So the real choice facing Britain in the coming Budget and beyond is between, on the one hand, muddling through as we have done for decades from one stop-go cycle to another.

Or, on the other hand, breaking with our past, burying short-termism and securing long-term strength through stability, sustained increases in productivity, and employment opportunity for all.

This is not a challenge for government alone; it is a challenge that must also engage both the understanding and the commitment, and indeed, the energies of all of us, Government, managers, investors, and workforce together.

So at the heart of this pre-Budget report is the recognition that only by greater openness and informed debate can this country achieve that shared understanding of the tasks ahead and that shared sense of national economy purpose that has eluded us for so long.

Stability

First, stability.

The major industrialised countries are expected to grow by 2¾ per cent this year and 2½ per cent next year, despite the recent turbulence we have seen in Asian economies and financial markets.

It is imperative that governments and central banks around the world remain vigilant. But it is the task of government, at all times, to ensure a long-term and stable framework, exactly the approach this Government is pursuing.

When we came to power, the economy was already facing yet again the very pressures that have produced the boom-bust instability of the past.

Consumer demand was accelerating, growing three times as fast as industrial production, as over £30 billion was released in building society windfall payments.

Inflation was predicted to go far beyond its 2½ per cent target and expected at that time to rise towards 4 per cent next year; all this was happening because the necessary decisions on monetary and fiscal policy had not been taken.

It is because this Government has learned the lessons from past instability when interest rates rose into double figures that, starting in May, we put in place a new monetary and fiscal framework.

Following our reforms at the Bank of England, long-term interest rates have come down. No one doubts the Bank of England's determination to achieve the Government's inflation target.

With our five year deficit reduction plan, public borrowing which was £23 billion last year is now forecast, excluding the windfall tax revenue, to be £12 billion this year and £6 billion next year.

We said in our Manifesto that we would work within existing spending limits. This we are also achieving, as we promised.

The deficit has fallen from 4½ per cent of national income two years ago to just 1½ per cent this year, and ¾ per cent in 1998-99, well within the Maastricht criteria.

There is a risk that the structural deficit - which takes account of the economic cycle - may turn out to be larger. So we will be both cautious and prudent and I can tell the House we will learn the lessons of 1988 when it was wrongly assumed the structural deficit had disappeared and the penalty was the return of boom and bust.

And while I recognise the concerns of exporters about the exchange rate, I also understand that what companies fear most is a return to the boom-bust instability of the past.

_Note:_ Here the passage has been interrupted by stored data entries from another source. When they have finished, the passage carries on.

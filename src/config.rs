//! Configuration management for the Freshdesk client.
//!
//! Configuration can be built programmatically with [`Config::new`] or
//! loaded from environment variables with [`Config::from_env`].

use std::env;
use std::fmt;
use std::time::Duration;

use url::Url;

use crate::error::FreshdeskError;

/// Default request timeout in seconds.
pub const DEFAULT_TIMEOUT_SECS: u64 = 30;

/// Host suffix appended to bare account subdomains.
const FRESHDESK_HOST_SUFFIX: &str = "freshdesk.com";

/// API key values that are only ever copied from examples.
const PLACEHOLDER_KEYS: [&str; 5] = [
    "api_key",
    "apikey",
    "placeholder",
    "changeme",
    "replace_me",
];

/// Configuration for connecting to a Freshdesk account.
///
/// The API key is stored but never logged or exposed in error messages.
#[derive(Clone)]
pub struct Config {
    /// Account base URL without the API path (e.g., `https://acme.freshdesk.com`).
    pub base_url: String,

    /// Per-request timeout.
    pub timeout: Duration,

    /// API key for authentication.
    /// This value must never be logged or included in error messages.
    api_key: String,
}

impl fmt::Debug for Config {
    fn fmt(&self, f: &mut fmt::Formatter<'_>) -> fmt::Result {
        f.debug_struct("Config")
            .field("base_url", &self.base_url)
            .field("timeout", &self.timeout)
            .field("api_key", &"[REDACTED]")
            .finish()
    }
}

impl Config {
    /// Builds a configuration for an account.
    ///
    /// `domain` may be a bare account name (`acme`), a host name
    /// (`support.acme.com`) or a full `http(s)://` URL.
    ///
    /// # Errors
    ///
    /// Returns `FreshdeskError::Config` if the domain or the API key
    /// fails validation.
    pub fn new(domain: &str, api_key: impl Into<String>) -> Result<Self, FreshdeskError> {
        let api_key = api_key.into();
        let base_url = Self::resolve_base_url(domain)?;
        Self::validate_api_key(&api_key)?;

        Ok(Config {
            base_url,
            timeout: Duration::from_secs(DEFAULT_TIMEOUT_SECS),
            api_key,
        })
    }

    /// Loads configuration from environment variables.
    ///
    /// # Required Environment Variables
    ///
    /// - `FRESHDESK_DOMAIN`: account name, host or URL
    /// - `FRESHDESK_API_KEY`: API key of the agent the client acts as
    ///
    /// # Optional
    ///
    /// - `FRESHDESK_TIMEOUT_SECS`: request timeout (default 30)
    ///
    /// # Errors
    ///
    /// Returns `FreshdeskError::Config` if any required variable is missing
    /// or if values fail validation.
    pub fn from_env() -> Result<Self, FreshdeskError> {
        let domain = Self::get_required_env("FRESHDESK_DOMAIN")?;
        let api_key = Self::get_required_env("FRESHDESK_API_KEY")?;

        let mut config = Self::new(&domain, api_key)?;

        if let Ok(raw) = env::var("FRESHDESK_TIMEOUT_SECS") {
            config.timeout = Self::parse_timeout(&raw)?;
        }

        Ok(config)
    }

    /// Reads a `.env` file if one is present, then calls [`Config::from_env`].
    pub fn load() -> Result<Self, FreshdeskError> {
        dotenvy::dotenv().ok();
        Self::from_env()
    }

    /// Overrides the request timeout.
    #[must_use]
    pub fn with_timeout(mut self, timeout: Duration) -> Self {
        self.timeout = timeout;
        self
    }

    /// Returns the API key.
    ///
    /// Only the HTTP client and error sanitization should need this.
    pub fn api_key(&self) -> &str {
        &self.api_key
    }

    /// Gets a required environment variable, returning an error if missing or empty.
    fn get_required_env(name: &str) -> Result<String, FreshdeskError> {
        env::var(name)
            .map_err(|_| FreshdeskError::missing_env(name))
            .and_then(|value| {
                if value.trim().is_empty() {
                    Err(FreshdeskError::missing_env(name))
                } else {
                    Ok(value)
                }
            })
    }

    fn parse_timeout(raw: &str) -> Result<Duration, FreshdeskError> {
        match raw.trim().parse::<u64>() {
            Ok(secs) if secs > 0 => Ok(Duration::from_secs(secs)),
            _ => Err(FreshdeskError::invalid_config(
                "FRESHDESK_TIMEOUT_SECS must be a positive number of seconds",
            )),
        }
    }

    /// Turns an account name, host or URL into a normalized base URL.
    fn resolve_base_url(domain: &str) -> Result<String, FreshdeskError> {
        let domain = domain.trim();

        if domain.is_empty() {
            return Err(FreshdeskError::invalid_config("domain must not be empty"));
        }

        let scheme = ["https://", "http://"]
            .into_iter()
            .find(|scheme| domain.starts_with(scheme));

        let candidate = match scheme {
            Some(scheme) => {
                let rest = domain[scheme.len()..].trim_end_matches('/');
                if rest.is_empty() || rest.starts_with('/') {
                    return Err(FreshdeskError::invalid_config("domain must include a host"));
                }
                format!("{}{}", scheme, rest)
            }
            None => {
                let domain = domain.trim_end_matches('/');
                if domain.is_empty() || domain.starts_with(':') || domain.contains("://") {
                    return Err(FreshdeskError::invalid_config(format!(
                        "invalid domain: {:?}",
                        domain
                    )));
                }
                if domain.contains('.') || domain.contains(':') {
                    format!("https://{}", domain)
                } else {
                    if !domain
                        .bytes()
                        .all(|b| b.is_ascii_alphanumeric() || b == b'-')
                    {
                        return Err(FreshdeskError::invalid_config(format!(
                            "invalid account name: {:?}",
                            domain
                        )));
                    }
                    format!("https://{}.{}", domain, FRESHDESK_HOST_SUFFIX)
                }
            }
        };

        let parsed = Url::parse(&candidate)
            .map_err(|e| FreshdeskError::invalid_config(format!("invalid domain: {}", e)))?;
        match parsed.host_str() {
            Some(host) if !host.is_empty() && !matches!(host, "http" | "https") => Ok(candidate),
            _ => Err(FreshdeskError::invalid_config("domain must include a host")),
        }
    }

    /// Validates the API key is not empty or a placeholder value.
    fn validate_api_key(key: &str) -> Result<(), FreshdeskError> {
        if key.trim().is_empty() {
            return Err(FreshdeskError::invalid_config("API key must not be empty"));
        }

        let key_lower = key.trim().to_lowercase();
        let is_placeholder = PLACEHOLDER_KEYS.contains(&key_lower.as_str())
            || key_lower.starts_with("your_")
            || key_lower.starts_with('<')
            || key_lower.bytes().all(|b| b == b'x');

        if is_placeholder {
            return Err(FreshdeskError::invalid_config(
                "FRESHDESK_API_KEY appears to be a placeholder value",
            ));
        }

        Ok(())
    }
}

#[cfg(test)]
mod tests {
    use super::*;

    #[test]
    fn test_resolve_bare_account_name() {
        let url = Config::resolve_base_url("acme").unwrap();
        assert_eq!(url, "https://acme.freshdesk.com");
    }

    #[test]
    fn test_resolve_host_name() {
        let url = Config::resolve_base_url("support.acme.com/").unwrap();
        assert_eq!(url, "https://support.acme.com");
    }

    #[test]
    fn test_resolve_full_url_keeps_scheme() {
        let url = Config::resolve_base_url("http://127.0.0.1:8080/").unwrap();
        assert_eq!(url, "http://127.0.0.1:8080");
    }

    #[test]
    fn test_resolve_rejects_garbage() {
        assert!(Config::resolve_base_url("").is_err());
        assert!(Config::resolve_base_url("acme corp").is_err());
        assert!(Config::resolve_base_url("https://").is_err());
    }

    #[test]
    fn test_resolve_rejects_scheme_without_host() {
        for domain in ["http://", "https:///", "https:///acme", "http:", "https:", "://acme"] {
            let err = Config::resolve_base_url(domain).unwrap_err();
            assert!(matches!(err, FreshdeskError::Config(_)), "{:?} -> {:?}", domain, err);
        }
    }

    #[test]
    fn test_resolve_full_https_url_trims_slashes() {
        let url = Config::resolve_base_url("https://acme.freshdesk.com//").unwrap();
        assert_eq!(url, "https://acme.freshdesk.com");
    }

    #[test]
    fn test_validate_api_key_rejects_placeholder() {
        assert!(Config::validate_api_key("your_api_key_here").is_err());
        assert!(Config::validate_api_key("   ").is_err());
        assert!(Config::validate_api_key("CHANGEME").is_err());
        assert!(Config::validate_api_key("xxxxxxxxxxxx").is_err());
        assert!(Config::validate_api_key("<api key>").is_err());
    }

    #[test]
    fn test_validate_api_key_accepts_keys_containing_placeholder_words() {
        assert!(Config::validate_api_key("aBxXx9Kq2LmN0pQrStUv").is_ok());
        assert!(Config::validate_api_key("Zk4placeholder9Q").is_ok());
    }

    #[test]
    fn test_validate_api_key_accepts_real_key() {
        assert!(Config::validate_api_key("abc123def456").is_ok());
    }

    #[test]
    fn test_parse_timeout() {
        assert_eq!(Config::parse_timeout("10").unwrap(), Duration::from_secs(10));
        assert!(Config::parse_timeout("0").is_err());
        assert!(Config::parse_timeout("soon").is_err());
    }

    #[test]
    fn test_debug_redacts_api_key() {
        let config = Config::new("acme", "abc123def456").unwrap();
        let debug = format!("{:?}", config);
        assert!(!debug.contains("abc123def456"));
        assert!(debug.contains("[REDACTED]"));
        assert_eq!(config.api_key(), "abc123def456");
        assert_eq!(config.timeout, Duration::from_secs(DEFAULT_TIMEOUT_SECS));
    }
}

So this summer and autumn, hard decisions have had to be made on both interest rates and deficit reduction and I am now more optimistic that we are on course to put the economy on track for stable and sustainable growth.

And it is to reinforce our commitment to the long term that we will publish proposals for a code for fiscal stability.

We will legislate so that there is a duty on Government to report to Parliament on how it is meeting its fiscal rules. In this way everyone can plan for the future on a much clearer and better informed basis.

Let me explain why meeting our fiscal rules matters so much, and why they are essential preconditions for long-term social and economic progress.

It is because the borrowing levels we inherited are costing the country £25 billion a year in interest payments alone, which is more than our country's total budget for schools, that we had to act.

Our aim is to reduce the huge sums spent simply servicing debt, in order that more of our money can be spent on meeting the people's priorities.

The prize for this country - valued especially by a Government which is committed to good public services - is sustainable public finances that allow consistent and long-term investment in our priorities.

By reallocating resources we will be investing an additional £2.3 billion in education. And this year we will invest an extra £300 million in patient care in the NHS - and next year an extra £1.2 billion - over and above that planned by the last Government.

And I can tell the House that - as our comprehensive spending review reallocates resources towards higher priority areas - there will be real year on year increases in spending on front-line patient care.

The productivity challenge

The key to strong public services is long-term prosperity through higher productivity.

Government, industry and people together must now work to systematically remove all barriers to productivity: in product markets through encouraging competition and innovation; in capital markets through measures to enhance growth and investment, not least for innovative small businesses; and in the workplace through encouraging the creativity and flexibility of inventors, managers and workforces.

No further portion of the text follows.